Despite a recent hailstorm, the weather had been kind, and the new crop flourished. Productivity nearly doubled. Mr. Rahman had already harvested the small plot 10 times, he said, and sold the brinjal (eggplant’s name in the region) labeled “insecticide free” at a small premium in the local market. Now, with increased profits, he looked forward to being able to lift his family further out of poverty. I could see why this was so urgent: Half a dozen shirtless kids gathered around, clamoring for attention. They all looked stunted by malnutrition.
In a rational world, Mr. Rahman would be receiving support from all sides. He is improving the environment and tackling poverty. Yet the visit was rushed, and my escorts from the research institute were nervous about permitting me to speak with him at all.
The new variety had been subjected to incendiary coverage in the local press, and campaign groups based in Dhaka were suing to have the pest-resistant eggplant banned. Activists had visited some of the fields and tried to pressure the farmers to uproot their crops. Our guides from the institute warned that there was a continuing threat of violence — and they were clearly keen to leave.

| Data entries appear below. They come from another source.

//! Mutation engine scenarios over the in-memory store.

#![allow(clippy::unwrap_used)]

use crm::models::{CustomerInput, OrderInput, ProductInput};
use crm::{CrmStore, CrmTransaction, ErrorKind, MutationError};
use crm_core::{MAX_PRICE, ProductId};
use crm_integration_tests::{dec, memory_engine, test_now};

#[tokio::test]
async fn test_same_email_twice_yields_one_customer() {
    let engine = memory_engine();
    let input = CustomerInput::new("Ann", "ann@example.com", None);

    let first = engine.create_customer(&input).await;
    let second = engine.create_customer(&input).await;

    assert!(first.is_ok());
    assert_eq!(second.unwrap_err().kind(), ErrorKind::EmailExists);

    let mut tx = engine.store().begin().await.unwrap();
    assert_eq!(tx.summary().await.unwrap().customers, 1);
}

#[tokio::test]
async fn test_concurrent_creates_with_same_email() {
    let engine = memory_engine();
    let input = CustomerInput::new("Ann", "ann@example.com", None);

    let (a, b) = tokio::join!(engine.create_customer(&input), engine.create_customer(&input));

    assert_eq!(usize::from(a.is_ok()) + usize::from(b.is_ok()), 1);
    let err = a.err().or(b.err()).unwrap();
    assert_eq!(err.kind(), ErrorKind::EmailExists);
}

#[tokio::test]
async fn test_bulk_preserves_row_order() {
    let engine = memory_engine();
    let rows = vec![
        CustomerInput::new("Ok", "ok1@example.com", None),
        CustomerInput::new("Dup", "ok1@example.com", None),
        CustomerInput::new("Bad Phone", "bad@example.com", Some("123")),
    ];

    let result = engine.bulk_create_customers(&rows).await.unwrap();

    assert_eq!(result.customers.len(), 1);
    assert_eq!(result.customers.first().map(|c| c.name.as_str()), Some("Ok"));
    assert_eq!(
        result.errors,
        [
            "Row 2: Email 'ok1@example.com' already exists",
            "Row 3: Invalid phone format for '123'",
        ]
    );
}

#[tokio::test]
async fn test_order_total_is_exact_and_frozen() {
    let engine = memory_engine();
    let customer = engine
        .create_customer(&CustomerInput::new("Ann", "ann@example.com", None))
        .await
        .unwrap();
    let cheap = engine
        .create_product(&ProductInput::new("Cheap", dec("10.00"), Some(3)))
        .await
        .unwrap();
    let dear = engine
        .create_product(&ProductInput::new("Dear", dec("25.00"), Some(3)))
        .await
        .unwrap();

    let order = engine
        .create_order(&OrderInput {
            customer_id: customer.id,
            product_ids: vec![cheap.id, dear.id],
            order_date: None,
        })
        .await
        .unwrap();
    assert_eq!(order.total_amount, dec("35.00"));
    assert_eq!(order.total_amount.to_string(), "35.00");
    assert_eq!(order.order_date, test_now());

    engine
        .update_product_price(dear.id, dec("99.99"))
        .await
        .unwrap();
    let stored = engine.get_order(order.id).await.unwrap();
    assert_eq!(stored.total_amount, dec("35.00"));
}

#[tokio::test]
async fn test_failed_orders_persist_nothing() {
    let engine = memory_engine();
    let customer = engine
        .create_customer(&CustomerInput::new("Ann", "ann@example.com", None))
        .await
        .unwrap();
    let product = engine
        .create_product(&ProductInput::new("Pen", dec("1.50"), None))
        .await
        .unwrap();

    let empty = engine
        .create_order(&OrderInput {
            customer_id: customer.id,
            product_ids: vec![],
            order_date: None,
        })
        .await
        .unwrap_err();
    assert_eq!(empty, MutationError::EmptyProductList);

    let partial = engine
        .create_order(&OrderInput {
            customer_id: customer.id,
            product_ids: vec![product.id, ProductId::new(404)],
            order_date: None,
        })
        .await
        .unwrap_err();
    assert_eq!(partial.kind(), ErrorKind::InvalidProductIds);

    let mut tx = engine.store().begin().await.unwrap();
    assert_eq!(tx.summary().await.unwrap().orders, 0);
}

#[tokio::test]
async fn test_zero_price_is_invalid() {
    let engine = memory_engine();
    let err = engine
        .create_product(&ProductInput::new("Free", dec("0"), Some(1)))
        .await
        .unwrap_err();

    let payload = serde_json::to_value(err.payload()).unwrap();
    assert_eq!(
        payload,
        serde_json::json!({ "kind": "InvalidPrice", "message": "Price must be positive" })
    );
}

#[tokio::test]
async fn test_deleting_customer_removes_orders_only() {
    let engine = memory_engine();
    let customer = engine
        .create_customer(&CustomerInput::new("Ann", "ann@example.com", None))
        .await
        .unwrap();
    let product = engine
        .create_product(&ProductInput::new("Pen", dec("1.50"), Some(2)))
        .await
        .unwrap();
    let order = engine
        .create_order(&OrderInput {
            customer_id: customer.id,
            product_ids: vec![product.id],
            order_date: None,
        })
        .await
        .unwrap();

    engine.delete_customer(customer.id).await.unwrap();

    assert_eq!(
        engine.get_order(order.id).await.unwrap_err().kind(),
        ErrorKind::NotFound
    );
    let mut tx = engine.store().begin().await.unwrap();
    let ids = std::collections::BTreeSet::from([product.id]);
    assert_eq!(tx.get_products_by_ids(&ids).await.unwrap(), vec![product]);
}

#[tokio::test]
async fn test_oversized_prices_never_reach_an_order() {
    let engine = memory_engine();
    let customer = engine
        .create_customer(&CustomerInput::new("Ann", "ann@example.com", None))
        .await
        .unwrap();

    let err = engine
        .create_product(&ProductInput::new("Planet", dec("50000000000000000000000000000"), Some(1)))
        .await
        .unwrap_err();
    assert_eq!(err.kind(), ErrorKind::InvalidPrice);
    assert_eq!(err.to_string(), "Price cannot exceed 99999999.99");

    let mut ids = Vec::new();
    for name in ["Yacht", "Jet"] {
        let product = engine
            .create_product(&ProductInput::new(name, MAX_PRICE, Some(1)))
            .await
            .unwrap();
        ids.push(product.id);
    }

    let order = engine
        .create_order(&OrderInput {
            customer_id: customer.id,
            product_ids: ids,
            order_date: None,
        })
        .await
        .unwrap();
    assert_eq!(order.total_amount, dec("199999999.98"));

    let mut tx = engine.store().begin().await.unwrap();
    assert_eq!(tx.summary().await.unwrap().revenue, dec("199999999.98"));
}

Why was there such controversy? Because Mr. Rahman’s pest-resistant eggplant was produced using genetic modification. A gene transferred from a soil bacterium, Bacillus thuringiensis (more commonly known by the abbreviation “Bt”), produces a protein that kills the Fruit and Shoot Borer, a species of moth whose larvae feed on the eggplant, without the need for pesticide sprays. (The protein is entirely nontoxic to other insects and indeed humans.)

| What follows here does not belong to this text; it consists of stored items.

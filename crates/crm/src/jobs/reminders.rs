//! Recent-order reminders.

use std::path::Path;

use chrono::{DateTime, TimeDelta, Utc};
use tracing::info;

use super::{JobError, append_lines};
use crate::clock::Clock;
use crate::db::{CrmStore, CrmTransaction};
use crate::models::OrderReminder;
use crate::mutations::MutationEngine;

/// Log a reminder for every order placed within the last `window_days` days,
/// oldest first.
///
/// # Errors
///
/// Returns [`JobError::Repository`] if the store fails and [`JobError::Log`]
/// if the log file cannot be written.
pub async fn run<S: CrmStore, C: Clock>(
    engine: &MutationEngine<S, C>,
    window_days: i64,
    log_path: &Path,
) -> Result<Vec<OrderReminder>, JobError> {
    let now = engine.clock().now();
    let start = TimeDelta::try_days(window_days.max(0))
        .and_then(|window| now.checked_sub_signed(window))
        .unwrap_or(DateTime::<Utc>::MIN_UTC);

    let mut tx = engine.store().begin().await?;
    let reminders = tx.orders_placed_between(start, now).await?;
    drop(tx);

    let timestamp = now.format("%Y-%m-%d %H:%M:%S");
    let lines = if reminders.is_empty() {
        vec![format!("{timestamp} - No recent orders found.")]
    } else {
        reminders
            .iter()
            .map(|r| {
                format!(
                    "{timestamp} - Reminder: Order {} for {}",
                    r.order_id, r.customer_email
                )
            })
            .collect()
    };

    append_lines(log_path, &lines).await?;
    info!(reminders = reminders.len(), window_days, "Order reminders processed");
    Ok(reminders)
}
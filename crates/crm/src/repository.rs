//! Validated entity access inside one transaction.
//!
//! [`EntityRepository`] turns raw caller input into validated inserts and
//! maps row-store failures onto [`MutationError`]. It never commits; the
//! caller owns the transaction and decides when its writes become visible.

use std::collections::BTreeSet;

use chrono::{DateTime, Utc};
use rust_decimal::{Decimal, RoundingStrategy};
use tracing::debug;

use crm_core::{
    CustomerId, Email, MAX_PRICE, OrderId, Phone, ProductId, validate_price, validate_stock,
};

use crate::db::{CrmTransaction, RepositoryError};
use crate::error::MutationError;
use crate::models::{
    Customer, CustomerInput, NewCustomer, NewOrder, NewProduct, Order, Product, ProductInput,
};
use crate::totals::{MAX_ORDER_TOTAL, order_total};

/// Entity operations bound to an open transaction.
pub struct EntityRepository<'a, T> {
    tx: &'a mut T,
}

impl<'a, T: CrmTransaction> EntityRepository<'a, T> {
    /// Wrap an open transaction.
    pub const fn new(tx: &'a mut T) -> Self {
        Self { tx }
    }

    /// Validate and insert a customer.
    ///
    /// Checks run in a fixed order: email syntax, email uniqueness, phone,
    /// name. The first failing check decides the error.
    ///
    /// # Errors
    ///
    /// Returns the first violated rule, or [`MutationError::StorageFailure`].
    pub async fn create_customer(
        &mut self,
        input: &CustomerInput,
    ) -> Result<Customer, MutationError> {
        let email = Email::parse(&input.email).map_err(|_| MutationError::InvalidEmail {
            email: input.email.clone(),
        })?;

        if self.tx.find_customer_by_email(&email).await?.is_some() {
            return Err(MutationError::EmailExists {
                email: input.email.clone(),
            });
        }

        let phone = Phone::parse_optional(input.phone.as_deref()).map_err(|_| {
            MutationError::InvalidPhone {
                phone: input.phone.clone().unwrap_or_default(),
            }
        })?;

        let name = input.name.trim();
        if name.is_empty() {
            return Err(MutationError::EmptyName);
        }

        let new_customer = NewCustomer {
            name: name.to_owned(),
            email,
            phone,
        };

        // A concurrent insert can win the race past the lookup above.
        self.tx
            .insert_customer(&new_customer)
            .await
            .map_err(|e| match e {
                RepositoryError::Conflict(_) => MutationError::EmailExists {
                    email: input.email.clone(),
                },
                other => other.into(),
            })
    }

    /// Validate and insert a product. Missing stock defaults to 0.
    ///
    /// # Errors
    ///
    /// Returns [`MutationError::InvalidPrice`] or [`MutationError::InvalidStock`].
    /// Prices must lie in `(0, MAX_PRICE]` after rounding.
    pub async fn create_product(&mut self, input: &ProductInput) -> Result<Product, MutationError> {
        let price = checked_price(input.price)?;

        let stock = input.stock.unwrap_or(0);
        if !validate_stock(stock) {
            return Err(MutationError::InvalidStock { stock });
        }

        let product = self
            .tx
            .insert_product(&NewProduct {
                name: input.name.clone(),
                price,
                stock,
            })
            .await?;
        Ok(product)
    }

    /// Get a customer by ID.
    ///
    /// # Errors
    ///
    /// Returns [`MutationError::NotFound`] if no such customer exists.
    pub async fn get_customer(&mut self, id: CustomerId) -> Result<Customer, MutationError> {
        self.tx
            .get_customer(id)
            .await
            .map_err(|e| not_found(e, "Customer", id.as_i32()))
    }

    /// Get an order by ID.
    ///
    /// # Errors
    ///
    /// Returns [`MutationError::NotFound`] if no such order exists.
    pub async fn get_order(&mut self, id: OrderId) -> Result<Order, MutationError> {
        self.tx
            .get_order(id)
            .await
            .map_err(|e| not_found(e, "Order", id.as_i32()))
    }

    /// Fetch the products whose IDs are in `ids`, skipping unknown IDs.
    ///
    /// # Errors
    ///
    /// Returns [`MutationError::StorageFailure`] if the store fails.
    pub async fn get_products_by_ids(
        &mut self,
        ids: &BTreeSet<ProductId>,
    ) -> Result<Vec<Product>, MutationError> {
        Ok(self.tx.get_products_by_ids(ids).await?)
    }

    /// Insert an order for `customer` linking `products`, priced from their
    /// current prices.
    ///
    /// # Errors
    ///
    /// Returns [`MutationError::EmptyProductList`] if `products` is empty.
    pub async fn create_order(
        &mut self,
        customer: &Customer,
        products: &[Product],
        order_date: DateTime<Utc>,
    ) -> Result<Order, MutationError> {
        if products.is_empty() {
            return Err(MutationError::EmptyProductList);
        }

        let product_ids: BTreeSet<ProductId> = products.iter().map(|p| p.id).collect();
        let total_amount = order_total(products)
            .filter(|total| *total <= MAX_ORDER_TOTAL)
            .ok_or_else(|| {
                MutationError::StorageFailure(format!(
                    "order total exceeds {MAX_ORDER_TOTAL}"
                ))
            })?;
        debug!(customer_id = %customer.id, %total_amount, "Inserting order");

        let order = self
            .tx
            .insert_order(&NewOrder {
                customer_id: customer.id,
                product_ids: product_ids.into_iter().collect(),
                total_amount,
                order_date,
            })
            .await?;
        Ok(order)
    }

    /// Change a product's price. Existing orders keep their totals.
    ///
    /// # Errors
    ///
    /// Returns [`MutationError::InvalidPrice`] or [`MutationError::NotFound`].
    pub async fn update_product_price(
        &mut self,
        id: ProductId,
        price: Decimal,
    ) -> Result<Product, MutationError> {
        let price = checked_price(price)?;

        self.tx
            .update_product_price(id, price)
            .await
            .map_err(|e| not_found(e, "Product", id.as_i32()))
    }

    /// Delete a customer and its orders.
    ///
    /// # Errors
    ///
    /// Returns [`MutationError::NotFound`] if no such customer exists.
    pub async fn delete_customer(&mut self, id: CustomerId) -> Result<(), MutationError> {
        if self.tx.delete_customer(id).await? {
            Ok(())
        } else {
            Err(MutationError::NotFound {
                entity: "Customer",
                id: id.as_i32(),
            })
        }
    }
}

/// Round a price to cents, halves away from zero.
fn round_price(price: Decimal) -> Decimal {
    price.round_dp_with_strategy(2, RoundingStrategy::MidpointAwayFromZero)
}

fn checked_price(price: Decimal) -> Result<Decimal, MutationError> {
    let price = round_price(price);
    if validate_price(price) && price <= MAX_PRICE {
        Ok(price)
    } else {
        Err(MutationError::InvalidPrice { price })
    }
}

fn not_found(err: RepositoryError, entity: &'static str, id: i32) -> MutationError {
    match err {
        RepositoryError::NotFound => MutationError::NotFound { entity, id },
        other => other.into(),
    }
}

Conventional eggplant farmers in Bangladesh are forced to spray their crops as many as 140 times during the growing season, and pesticide poisoning is a chronic health problem in rural areas. But because Bt brinjal is a hated G.M.O., or genetically modified organism, it is Public Enemy No.1 to environmental groups everywhere.
The stakes are especially high because Mr. Rahman is one of only 108 farmers in Bangladesh currently permitted to try out the new variety. Moreover, this is among the first genetically modified food crops to be grown by farmers anywhere in the developing world. Virtually every crop, in every other country, has so far been blocked.

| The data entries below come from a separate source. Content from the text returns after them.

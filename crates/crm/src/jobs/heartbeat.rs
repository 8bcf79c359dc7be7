//! Liveness heartbeat.

use std::path::Path;

use tracing::{info, warn};

use super::{JobError, append_lines};
use crate::clock::Clock;
use crate::db::{CrmStore, CrmTransaction, RepositoryError};
use crate::mutations::MutationEngine;

const TIMESTAMP_FORMAT: &str = "%d/%m/%Y-%H:%M:%S";

/// Log that the CRM is alive and whether the store answers a ping.
///
/// A failed ping is logged, not returned: the heartbeat itself succeeded.
/// Returns whether the store is reachable.
///
/// # Errors
///
/// Returns [`JobError::Log`] if the log file cannot be written.
pub async fn run<S: CrmStore, C: Clock>(
    engine: &MutationEngine<S, C>,
    log_path: &Path,
) -> Result<bool, JobError> {
    let timestamp = engine.clock().now().format(TIMESTAMP_FORMAT);
    let mut lines = vec![format!("{timestamp} CRM is alive")];

    let store_ok = match ping(engine.store()).await {
        Ok(()) => {
            lines.push(format!("{timestamp} Store ping: ok"));
            true
        }
        Err(e) => {
            warn!(error = %e, "Store ping failed");
            lines.push(format!("{timestamp} Store ping failed: {e}"));
            false
        }
    };

    append_lines(log_path, &lines).await?;
    info!(store_ok, "Heartbeat written");
    Ok(store_ok)
}

async fn ping<S: CrmStore>(store: &S) -> Result<(), RepositoryError> {
    let mut tx = store.begin().await?;
    tx.ping().await
}
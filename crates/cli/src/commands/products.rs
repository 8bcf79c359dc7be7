//! Product commands.

use rust_decimal::Decimal;

use crm::CrmConfig;
use crm::models::ProductInput;
use crm_core::ProductId;

use super::{CliError, connect, print_json};

/// Create one product.
pub async fn create(
    config: &CrmConfig,
    name: String,
    price: Decimal,
    stock: Option<i32>,
) -> Result<(), CliError> {
    let engine = connect(config).await?;
    let product = engine
        .create_product(&ProductInput { name, price, stock })
        .await?;
    print_json(&product)
}

/// Change a product's price.
pub async fn set_price(config: &CrmConfig, id: ProductId, price: Decimal) -> Result<(), CliError> {
    let engine = connect(config).await?;
    let product = engine.update_product_price(id, price).await?;
    print_json(&product)
}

In neighboring India, green campaigners managed to secure a nationwide moratorium against the genetically modified eggplant in 2010. In the Philippines, a Greenpeace-led coalition has tied up the variety in litigation for two years. Greenpeace activists took the precaution of wrecking field trials first, by pulling up the plants.
I, too, was once in that activist camp. A lifelong environmentalist, I opposedgenetically modified foods in the past. Fifteen years ago, I even participated in vandalizing field trials in Britain. Then I changed my mind.
After writing two books on the science of climate change, I decided I could no longer continue taking a pro-science position on global warming and an anti-science position on G.M.O.s.
There is an equivalent level of scientific consensus on both issues, I realized, that climate change is real and genetically modified foods are safe. I could not defend the expert consensus on one issue while opposing it on the other.
In Africa, however, countries have fallen like dominoes to anti-G.M. campaigns. I am writing this at a biotechnology conference in Nairobi, where the government slapped a G.M.O. import ban in 2012 after activists brandished pictures of rats with tumors and claimed that G.M. foods caused cancer.
The origin of the scare was a French scientific paper that was later retracted by the journal in which it was originally published because of numerous flaws in methodology. Yet Kenya’s ban remains, creating a food-trade bottleneck that will raise prices, worsening malnutrition and increasing poverty for millions.
In Uganda, the valuable banana crop is being devastated by a new disease called bacterial wilt, while the starchy cassava, a subsistence staple, has been hit by two deadly viruses. Biotech scientists have produced resistant varieties of both crops using genetic modification, but anti-G.M.O. groups have successfully prevented the Ugandan Parliament from passing a biosafety law necessary for their release.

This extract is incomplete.